**Work order**
Set out exactly, line by line, the stretch of data below that begins at the line containing "describing available commands." and ends at the line containing "List available models", with both ends kept.

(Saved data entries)
*** Begin section ***

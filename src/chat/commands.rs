//! Slash command parsing for the support console.
//!
//! Input starting with `/` controls the session and is never sent to the model.

/// A parsed chat command.
#[derive(Debug, Clone, PartialEq, Eq)]
pub enum ChatCommand {
    /// Select a model by identifier or 1-based catalog index.
    Model(String),

    /// List the model catalog.
    Models,

    /// Select a ticket category by name, alias, or 1-based index.
    Category(String),

    /// List the ticket categories.
    Categories,

    /// Attach an image file to the next submission.
    Attach(String),

    /// Drop the pending attachment.
    Detach,

    /// Show the conversation so far.
    History,

    /// Start a new, empty session.
    New,

    /// Display session statistics (turn count, outcomes, current model, etc.).
    Stats,

    /// Show the current configuration.
    ShowConfig,

    /// Display help information.
    Help,

    /// Exit the chat application.
    Quit,

    /// Report a parsing error back to the caller.
    Invalid(String),
}

/// Parses user input for slash commands.
///
/// Returns `Some(ChatCommand)` if the input is a valid command,
/// or `None` if it should be treated as a regular message.
///
/// # Examples
///
/// ```
/// # use supportintel::chat::parse_command;
/// assert!(parse_command("/quit").is_some());
/// assert!(parse_command("/category billing").is_some());
/// assert!(parse_command("My laptop will not boot").is_none());
/// ```
pub fn parse_command(input: &str) -> Option<ChatCommand> {
    let input = input.trim();

    let rest = input.strip_prefix('/')?;
    let mut parts = rest.splitn(2, char::is_whitespace);
    let command = parts.next()?.to_lowercase();
    let argument = parts.next().map(|s| s.trim()).filter(|s| !s.is_empty());

    let result = match command.as_str() {
        "model" => match argument {
            Some(model) => ChatCommand::Model(model.to_string()),
            None => ChatCommand::Invalid(
                "/model requires a model id or number (see /models)".to_string(),
            ),
        },
        "models" => ChatCommand::Models,
        "category" => match argument {
            Some(category) => ChatCommand::Category(category.to_string()),
            None => ChatCommand::Invalid(
                "/category requires a category name or number (see /categories)".to_string(),
            ),
        },
        "categories" => ChatCommand::Categories,
        "attach" => match argument {
            Some(path) => ChatCommand::Attach(unquote(path).to_string()),
            None => ChatCommand::Invalid("/attach requires an image path".to_string()),
        },
        "detach" => ChatCommand::Detach,
        "history" => ChatCommand::History,
        "new" | "clear" => ChatCommand::New,
        "help" | "?" => ChatCommand::Help,
        "quit" | "exit" | "q" => ChatCommand::Quit,
        "stats" | "status" => ChatCommand::Stats,
        "config" => ChatCommand::ShowConfig,
        _ => ChatCommand::Invalid(format!("Unknown command: /{}", command)),
    };

    Some(result)
}

/// Strips one pair of matching quotes, as left by drag-and-drop into a terminal.
fn unquote(path: &str) -> &str {
    for quote in ['"', '\''] {
        if let Some(inner) = path
            .strip_prefix(quote)
            .and_then(|p| p.strip_suffix(quote))
        {
            return inner;
        }
    }
    path
}

/// Returns help text describing available commands.
pub fn help_text() -> &'static str {
    r#"Available commands:
  /model <id|number>     Switch model (e.g., /model 2)
  /models                List available models
  /category <name|num>   Set the ticket category (e.g., /category security)
  /categories            List ticket categories
  /attach <path>         Attach a screenshot (jpg, png, gif, webp) to the next message
  /detach                Drop the pending attachment
  /history               Show the conversation so far
  /new                   Start a new session
  /stats                 Show session statistics
  /config                Show current configuration
  /help                  Show this help message
  /quit                  Exit the console"#
}

#[cfg(test)]
mod tests {
    use super::*;

    #[test]
    fn parse_quit_commands() {
        assert_eq!(parse_command("/quit"), Some(ChatCommand::Quit));
        assert_eq!(parse_command("/exit"), Some(ChatCommand::Quit));
        assert_eq!(parse_command("/q"), Some(ChatCommand::Quit));
        assert_eq!(parse_command("  /quit  "), Some(ChatCommand::Quit));
    }

    #[test]
    fn parse_new() {
        assert_eq!(parse_command("/new"), Some(ChatCommand::New));
        assert_eq!(parse_command("/CLEAR"), Some(ChatCommand::New));
    }

    #[test]
    fn parse_model() {
        assert_eq!(
            parse_command("/model 2"),
            Some(ChatCommand::Model("2".to_string()))
        );
        assert_eq!(
            parse_command("/model   qwen/qwen-2.5-vl-72b-instruct:free  "),
            Some(ChatCommand::Model(
                "qwen/qwen-2.5-vl-72b-instruct:free".to_string()
            ))
        );
        assert!(matches!(
            parse_command("/model"),
            Some(ChatCommand::Invalid(msg)) if msg.contains("requires")
        ));
        assert_eq!(parse_command("/models"), Some(ChatCommand::Models));
    }

    #[test]
    fn parse_category() {
        assert_eq!(
            parse_command("/category Billing & Account"),
            Some(ChatCommand::Category("Billing & Account".to_string()))
        );
        assert!(matches!(
            parse_command("/category"),
            Some(ChatCommand::Invalid(msg)) if msg.contains("requires")
        ));
        assert_eq!(parse_command("/categories"), Some(ChatCommand::Categories));
    }

    #[test]
    fn parse_attach() {
        assert_eq!(
            parse_command("/attach screenshots/error dialog.png"),
            Some(ChatCommand::Attach("screenshots/error dialog.png".to_string()))
        );
        assert_eq!(
            parse_command("/attach '/tmp/My Screenshot.jpg'"),
            Some(ChatCommand::Attach("/tmp/My Screenshot.jpg".to_string()))
        );
        assert!(matches!(
            parse_command("/attach"),
            Some(ChatCommand::Invalid(msg)) if msg.contains("requires")
        ));
        assert_eq!(parse_command("/detach"), Some(ChatCommand::Detach));
    }

    #[test]
    fn parse_stats_and_config() {
        assert_eq!(parse_command("/stats"), Some(ChatCommand::Stats));
        assert_eq!(parse_command("/config"), Some(ChatCommand::ShowConfig));
        assert_eq!(parse_command("/history"), Some(ChatCommand::History));
    }

    #[test]
    fn unknown_command() {
        assert_eq!(
            parse_command("/reboot now"),
            Some(ChatCommand::Invalid("Unknown command: /reboot".to_string()))
        );
    }

    #[test]
    fn non_commands() {
        assert_eq!(parse_command("My router keeps dropping packets"), None);
        assert_eq!(parse_command(""), None);
        assert_eq!(parse_command("  "), None);
    }

    #[test]
    fn help_text_not_empty() {
        let help = help_text();
        assert!(!help.is_empty());
        assert!(help.contains("/quit"));
        assert!(help.contains("/model"));
        assert!(help.contains("/category"));
        assert!(help.contains("/attach"));
    }
}
use serde::{Deserialize, Serialize};
use time::OffsetDateTime;

use crate::types::Attachment;

/// Role type for a conversational turn.
#[derive(Debug, Copy, Clone, PartialEq, Eq, Hash, Serialize, Deserialize)]
#[serde(rename_all = "lowercase")]
pub enum Role {
    /// User role.
    User,

    /// Assistant role.
    Assistant,

    /// System role.
    System,
}

impl std::fmt::Display for Role {
    fn fmt(&self, f: &mut std::fmt::Formatter<'_>) -> std::fmt::Result {
        match self {
            Role::User => write!(f, "user"),
            Role::Assistant => write!(f, "assistant"),
            Role::System => write!(f, "system"),
        }
    }
}

/// The `url` payload of an image part.
#[derive(Debug, Clone, Serialize, Deserialize, PartialEq, Eq)]
pub struct ImageUrl {
    /// A `data:` URL carrying the base64-encoded image.
    pub url: String,
}

/// One part of a structured message.
#[derive(Debug, Clone, Serialize, Deserialize, PartialEq, Eq)]
#[serde(tag = "type", rename_all = "snake_case")]
pub enum ContentPart {
    /// A text part.
    Text {
        /// The text.
        text: String,
    },

    /// An inline image part.
    ImageUrl {
        /// The image location.
        image_url: ImageUrl,
    },
}

impl ContentPart {
    /// Creates a text part.
    pub fn text(text: impl Into<String>) -> Self {
        ContentPart::Text { text: text.into() }
    }

    /// Creates an image part from an attachment, keeping its media type.
    pub fn image(attachment: &Attachment) -> Self {
        ContentPart::ImageUrl {
            image_url: ImageUrl {
                url: attachment.to_data_url(),
            },
        }
    }

    /// Returns true if this is an image part.
    pub fn is_image(&self) -> bool {
        matches!(self, ContentPart::ImageUrl { .. })
    }
}

/// The content of a turn, which can be either a string or an array of parts.
#[derive(Debug, Clone, Serialize, Deserialize, PartialEq, Eq)]
#[serde(untagged)]
pub enum TurnContent {
    /// A simple string content.
    Text(String),

    /// An array of content parts.
    Parts(Vec<ContentPart>),
}

impl TurnContent {
    /// Returns the text of this content, joining text parts and skipping images.
    pub fn as_text(&self) -> String {
        match self {
            TurnContent::Text(text) => text.clone(),
            TurnContent::Parts(parts) => parts
                .iter()
                .filter_map(|part| match part {
                    ContentPart::Text { text } => Some(text.as_str()),
                    ContentPart::ImageUrl { .. } => None,
                })
                .collect::<Vec<_>>()
                .join("\n"),
        }
    }

    /// Returns the number of image parts.
    pub fn image_count(&self) -> usize {
        match self {
            TurnContent::Text(_) => 0,
            TurnContent::Parts(parts) => parts.iter().filter(|p| p.is_image()).count(),
        }
    }
}

impl<T: AsRef<str>> From<T> for TurnContent {
    fn from(content: T) -> Self {
        TurnContent::Text(content.as_ref().to_string())
    }
}

/// One message exchanged in the conversation.
///
/// Turns are immutable once stored in a [`crate::Session`].
#[derive(Debug, Clone, Serialize, Deserialize, PartialEq, Eq)]
pub struct Turn {
    /// Who produced the turn.
    pub role: Role,

    /// What was said.
    pub content: TurnContent,

    /// When the turn was created.
    #[serde(with = "crate::utils::time")]
    pub created_at: OffsetDateTime,
}

impl Turn {
    /// Create a new turn stamped with the current time.
    pub fn new(role: Role, content: impl Into<TurnContent>) -> Self {
        Self {
            role,
            content: content.into(),
            created_at: OffsetDateTime::now_utc(),
        }
    }

    /// Create a new user turn.
    pub fn user(content: impl Into<String>) -> Self {
        Self::new(Role::User, content.into())
    }

    /// Create a new assistant turn.
    pub fn assistant(content: impl Into<String>) -> Self {
        Self::new(Role::Assistant, content.into())
    }

    /// Create a new system turn.
    pub fn system(content: impl Into<String>) -> Self {
        Self::new(Role::System, content.into())
    }
}

/// A message entry in an outbound chat-completion payload.
#[derive(Debug, Clone, Serialize, Deserialize, PartialEq, Eq)]
pub struct ChatMessage {
    /// The role of the message.
    pub role: Role,

    /// The content of the message.
    pub content: TurnContent,
}

impl ChatMessage {
    /// Create a new message.
    pub fn new(role: Role, content: impl Into<TurnContent>) -> Self {
        Self {
            role,
            content: content.into(),
        }
    }

    /// Create a new system message.
    pub fn system(content: impl Into<String>) -> Self {
        Self::new(Role::System, content.into())
    }

    /// Create a new user message.
    pub fn user(content: impl Into<String>) -> Self {
        Self::new(Role::User, content.into())
    }

    /// Create a user message carrying text and one inline image.
    pub fn user_with_image(text: impl Into<String>, attachment: &Attachment) -> Self {
        Self {
            role: Role::User,
            content: TurnContent::Parts(vec![
                ContentPart::text(text),
                ContentPart::image(attachment),
            ]),
        }
    }
}

impl From<&Turn> for ChatMessage {
    fn from(turn: &Turn) -> Self {
        Self {
            role: turn.role,
            content: turn.content.clone(),
        }
    }
}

*** End section ***

**Task response**
/// Returns help text describing available commands.
pub fn help_text() -> &'static str {
    r#"Available commands:
  /model <id|number>     Switch model (e.g., /model 2)
  /models                List available models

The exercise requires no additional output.